** Opening Listed entries block **

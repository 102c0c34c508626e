// SPDX-License-Identifier: Apache-2.0
// Copyright 2025 Keylime Authors

use crate::role::DatabaseRole;
use thiserror::Error;

pub type Result<T> = std::result::Result<T, HubConfigError>;

#[derive(Error, Debug)]
pub enum HubConfigError {
    /// Attribute is not defined for the role
    #[error("Cannot {operation} for database role {role}")]
    UnsupportedRoleOperation {
        role: DatabaseRole,
        operation: &'static str,
    },

    /// Malformed override value in the configuration source
    #[error("Failed to parse configuration option '{key}' with value '{raw_value}'")]
    ConfigurationParse { key: String, raw_value: String },

    /// Runtime credentials were not supplied before building a connection
    #[error("Runtime credentials 'mlUsername' and 'mlPassword' must be set to build a connection")]
    MissingCredentials,

    /// Error producing the diagnostic dump
    #[error("Hub configuration could not be serialized")]
    Serialization(#[from] serde_json::Error),

    /// Error from OpenSSL while preparing security material
    #[error("TLS error: {message}")]
    Tls {
        message: String,
        source: openssl::error::ErrorStack,
    },

    /// Error reading a certificate or trust store file
    #[error("Failed to read certificate file {path}")]
    CertificateFile {
        path: String,
        source: std::io::Error,
    },

    /// Error reading a properties file
    #[error("Failed to load properties file {path}")]
    PropertiesFile {
        path: String,
        source: ini::Error,
    },

    /// Unusable password policy or pass-through pattern
    #[error("Invalid token policy: {0}")]
    InvalidPolicy(String),

    /// Shared configuration lock poisoned by a panicking writer
    #[error("Shared hub configuration lock poisoned")]
    LockPoisoned,
}

impl HubConfigError {
    pub(crate) fn unsupported(
        role: DatabaseRole,
        operation: &'static str,
    ) -> Self {
        HubConfigError::UnsupportedRoleOperation { role, operation }
    }

    pub(crate) fn parse(key: &str, raw_value: &str) -> Self {
        HubConfigError::ConfigurationParse {
            key: key.to_string(),
            raw_value: raw_value.to_string(),
        }
    }

    pub(crate) fn tls(
        message: impl Into<String>,
        source: openssl::error::ErrorStack,
    ) -> Self {
        HubConfigError::Tls {
            message: message.into(),
            source,
        }
    }
}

** Closing Listed entries block **

■ Task
Look through the entries and return every line where "HubConfigError" appears.

■ Your solution
pub type Result<T> = std::result::Result<T, HubConfigError>;
pub enum HubConfigError {
impl HubConfigError {
        HubConfigError::UnsupportedRoleOperation { role, operation }
        HubConfigError::ConfigurationParse {
        HubConfigError::Tls {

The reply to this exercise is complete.